Every month has a long list of birthdays of famous people. December is no exception.  December is well known for the birthdays of Ozzy Osbourn, Joseph Conrad, Walt Disney, Humphrey Bogart and Jesus of Nazareth (although the historical accuracy of this last one cannot be verified).  Likewise, December is also the birth month for a number of famous astronomers.  Three of these are well known names in the annals of history.  Two are less well known by name but still important in their contribution to the science.


The first famous astronomer birthday is that of Tycho Brahe.  Tycho was born on December 14, 1546, in Denmark.  Tycho was the world’s foremost naked eye observer, making all of his observations years before the telescope was invented.  Tycho used sophisticated, non-magnifying instruments to carefully measure the positions of stars.

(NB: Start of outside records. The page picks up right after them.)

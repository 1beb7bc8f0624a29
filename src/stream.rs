//! Consumer side of the event stream.

use std::sync::Arc;

use tokio::sync::{mpsc, Mutex};

use crate::domain::ProtocolEvent;

/// Default number of events buffered before the capture loop blocks.
pub const DEFAULT_CAPACITY: usize = 100;

/// Bounded FIFO of detected events.
///
/// Clones share one underlying queue: every event is delivered to exactly
/// one consumer. All methods return `None` once every producer is gone and
/// the buffer has been drained.
#[derive(Clone)]
pub struct EventStream {
    inner: Arc<Mutex<mpsc::Receiver<ProtocolEvent>>>,
}

impl EventStream {
    pub(crate) fn new(rx: mpsc::Receiver<ProtocolEvent>) -> Self {
        Self {
            inner: Arc::new(Mutex::new(rx)),
        }
    }

    /// Wait for the next event.
    pub async fn recv(&self) -> Option<ProtocolEvent> {
        self.inner.lock().await.recv().await
    }

    /// Wait for the next event, blocking the current thread.
    ///
    /// Panics if called from within an async runtime.
    pub fn blocking_recv(&self) -> Option<ProtocolEvent> {
        self.inner.blocking_lock().blocking_recv()
    }

    /// Take the next event if one is ready, without waiting.
    pub fn try_recv(&self) -> Option<ProtocolEvent> {
        self.inner.try_lock().ok()?.try_recv().ok()
    }
}
//! mDNS name decoding.

use super::DNS_HEADER_LEN;

/// Bytes below this value are label lengths, rendered as separators.
const LABEL_LENGTH_LIMIT: u8 = 32;

/// Decode the requested name from an mDNS payload.
///
/// Scans from the end of the header up to the zero terminator (or the end
/// of the buffer). Length bytes are rendered as `.`, so `3foo3bar0` becomes
/// `.foo.bar`. Compression pointers are not followed.
pub fn decode_mdns_name(payload: &[u8]) -> String {
    if payload.len() <= DNS_HEADER_LEN {
        return String::new();
    }

    let bytes: Vec<u8> = payload[DNS_HEADER_LEN..]
        .iter()
        .take_while(|&&b| b != 0)
        .map(|&b| if b < LABEL_LENGTH_LIMIT { b'.' } else { b })
        .collect();

    String::from_utf8_lossy(&bytes).into_owned()
}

Johannes Kepler was born on December 27, 1571, in Germany.   By using Tycho’s information of the positions of the planets, he formulated his three laws of planetary motion.  The first law states that the orbits of planets are ellipses.  The second is that as a planet orbits the sun, it sweeps out equal areas in equal intervals of time.  The third law states that the time needed for a planet to orbit the sun is related to how far it is from the sun.  Kepler’s laws added additional evidence that the sun, not the Earth is at the center of the solar system.  Yet it would take our next famous birthday to explain how the system worked.

Isaac Newton was born on December 25, 1642, exactly one year after the death of Galileo.  While Newton is most famous for his work in physics, it is his universal law of gravitation that is of interest to astronomers.  Newton’s law of gravitation states that the amount of force between two objects is related to their masses and how far apart they are.  Thus, a large object exerts a large force on a small object but the farther apart the two objects are, the weaker the force becomes.  This law explained how planets orbit the sun and how the moon orbits the Earth.  It also provided a way to confirm Kepler’s three laws.

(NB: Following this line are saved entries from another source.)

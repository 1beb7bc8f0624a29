//! Scripted capture backend for tests.

use std::collections::VecDeque;
use std::io;
use std::sync::atomic::{AtomicBool, Ordering};
use std::sync::{Arc, Mutex};

use tokio::sync::mpsc;

use super::{CaptureOptions, FrameReceiver, PacketCapture};
use crate::error::CaptureError;

/// Replays a fixed script of frames, then optionally waits on a live feed.
///
/// Once both are exhausted every read fails with `UnexpectedEof`.
pub struct ScriptedReceiver {
    script: VecDeque<Result<Vec<u8>, io::ErrorKind>>,
    feed: Option<mpsc::UnboundedReceiver<Vec<u8>>>,
    current: Vec<u8>,
    released: Arc<AtomicBool>,
}

impl ScriptedReceiver {
    pub fn new(frames: Vec<Vec<u8>>) -> Self {
        Self {
            script: frames.into_iter().map(Ok).collect(),
            feed: None,
            current: Vec::new(),
            released: Arc::new(AtomicBool::new(false)),
        }
    }

    /// A receiver that blocks until the test pushes a frame.
    pub fn live() -> (Self, mpsc::UnboundedSender<Vec<u8>>) {
        let (tx, rx) = mpsc::unbounded_channel();
        let mut receiver = Self::new(Vec::new());
        receiver.feed = Some(rx);
        (receiver, tx)
    }

    pub fn with_error_first(mut self, kind: io::ErrorKind) -> Self {
        self.script.push_front(Err(kind));
        self
    }

    /// Set once the receiver has been dropped.
    pub fn released_flag(&self) -> Arc<AtomicBool> {
        self.released.clone()
    }

    pub fn into_boxed(self) -> Box<dyn FrameReceiver> {
        Box::new(self)
    }
}

impl FrameReceiver for ScriptedReceiver {
    fn next_frame(&mut self) -> io::Result<&[u8]> {
        let next = match self.script.pop_front() {
            Some(item) => item,
            None => match self.feed.as_mut().and_then(|feed| feed.blocking_recv()) {
                Some(frame) => Ok(frame),
                None => Err(io::ErrorKind::UnexpectedEof),
            },
        };

        match next {
            Ok(frame) => {
                self.current = frame;
                Ok(&self.current)
            }
            Err(kind) => Err(io::Error::from(kind)),
        }
    }
}

impl Drop for ScriptedReceiver {
    fn drop(&mut self) {
        self.released.store(true, Ordering::SeqCst);
    }
}

/// Hands out prepared receivers in order; fails once they run out.
#[derive(Default)]
pub struct ScriptedCapture {
    receivers: Mutex<VecDeque<ScriptedReceiver>>,
    opened: Mutex<Vec<(String, CaptureOptions)>>,
}

impl ScriptedCapture {
    pub fn new(receivers: Vec<ScriptedReceiver>) -> Self {
        Self {
            receivers: Mutex::new(receivers.into()),
            opened: Mutex::new(Vec::new()),
        }
    }

    /// Interfaces and options passed to `open`, in call order.
    pub fn opened(&self) -> Vec<(String, CaptureOptions)> {
        self.opened.lock().unwrap().clone()
    }
}

impl PacketCapture for ScriptedCapture {
    fn open(
        &self,
        interface: &str,
        options: &CaptureOptions,
    ) -> Result<Box<dyn FrameReceiver>, CaptureError> {
        self.opened
            .lock()
            .unwrap()
            .push((interface.to_string(), options.clone()));

        self.receivers
            .lock()
            .unwrap()
            .pop_front()
            .map(ScriptedReceiver::into_boxed)
            .ok_or_else(|| CaptureError::InterfaceNotFound(interface.to_string()))
    }
}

Our final December birthday belongs to Annie Jump Cannon on December 11, 1863.   Cannon is credited with creating the Harvard Classification Scheme which was the first attempt to organize and classify stars based on their temperature.  Today the hottest stars are classified as type O while the coolest stars are classified type M.  In this scheme our star, the sun, is a type G star.

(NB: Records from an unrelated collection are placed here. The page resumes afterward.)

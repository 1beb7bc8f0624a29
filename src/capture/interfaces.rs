//! Capturable interface enumeration.
//!
//! A thin pass-through to `pnet::datalink`, with the naming and filtering
//! helpers the CLI needs to offer sensible choices.

use std::fmt;
use std::net::IpAddr;

use pnet::datalink::{self, NetworkInterface};

/// A network interface that can be opened for capture.
#[derive(Debug, Clone, PartialEq, Eq)]
pub struct CaptureInterface {
    /// System identifier passed to `Listener::start`
    pub name: String,
    /// Human-readable description, when the platform provides one
    pub description: Option<String>,
    /// Addresses assigned to the interface
    pub addresses: Vec<IpAddr>,
    pub is_up: bool,
    pub is_loopback: bool,
}

impl CaptureInterface {
    /// Whether the interface has an address a peer could reach.
    ///
    /// Loopback and link-local addresses do not count.
    pub fn has_routable_address(&self) -> bool {
        self.addresses.iter().any(|ip| !ip.is_loopback() && !is_link_local(ip))
    }

    /// Name to show to a user.
    ///
    /// On Windows interface names are opaque device paths, so the
    /// description is preferred there when one is available.
    pub fn friendly_name(&self) -> &str {
        match &self.description {
            Some(desc) if cfg!(windows) && !desc.is_empty() => desc,
            _ => &self.name,
        }
    }
}

impl From<NetworkInterface> for CaptureInterface {
    fn from(iface: NetworkInterface) -> Self {
        let description = (!iface.description.is_empty()).then(|| iface.description.clone());
        Self {
            is_up: iface.is_up(),
            is_loopback: iface.is_loopback(),
            addresses: iface.ips.iter().map(|net| net.ip()).collect(),
            name: iface.name,
            description,
        }
    }
}

impl fmt::Display for CaptureInterface {
    fn fmt(&self, f: &mut fmt::Formatter<'_>) -> fmt::Result {
        let status = if self.is_up { "UP" } else { "DOWN" };
        let ips: Vec<_> = self.addresses.iter().map(|ip| ip.to_string()).collect();
        write!(
            f,
            "{}: {} [{}]",
            self.friendly_name(),
            status,
            if ips.is_empty() {
                "no IP".to_string()
            } else {
                ips.join(", ")
            }
        )?;
        if self.friendly_name() != self.name {
            write!(f, " ({})", self.name)?;
        }
        Ok(())
    }
}

/// List all interfaces known to the capture library.
pub fn list_interfaces() -> Vec<CaptureInterface> {
    datalink::interfaces()
        .into_iter()
        .map(CaptureInterface::from)
        .collect()
}

fn is_link_local(ip: &IpAddr) -> bool {
    match ip {
        IpAddr::V4(v4) => v4.is_link_local(),
        IpAddr::V6(v6) => (v6.segments()[0] & 0xffc0) == 0xfe80,
    }
}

If you are tired of celebrating December astronomical birthdays, take time on the night of the 20th to watch for a total lunar eclipse.  Begin watching the full moon about 10:45 PM.  By 11:30 the moon will be noticeably darker and by 11:40 it will have taken on a redish or browning color.  This is the beginning of totality, when the moon passes through the darkest part of the Earth’s shadow.  Totally should last until about 3:00 am.  By the time the moon sets the eclipse will be over.

December is full of famous birthdays.  Some are famous because they are great actors or writers.  Some are famous because they were great thinkers or philosophers.  Some are famous because they contributed to our modern view of our solar system and our universe.  December 2010 also adds a rare and wonderful event, an eclipse.  So look out, because although next december you will still be able to celebrate the birthdays, there will not be a lunar eclipse.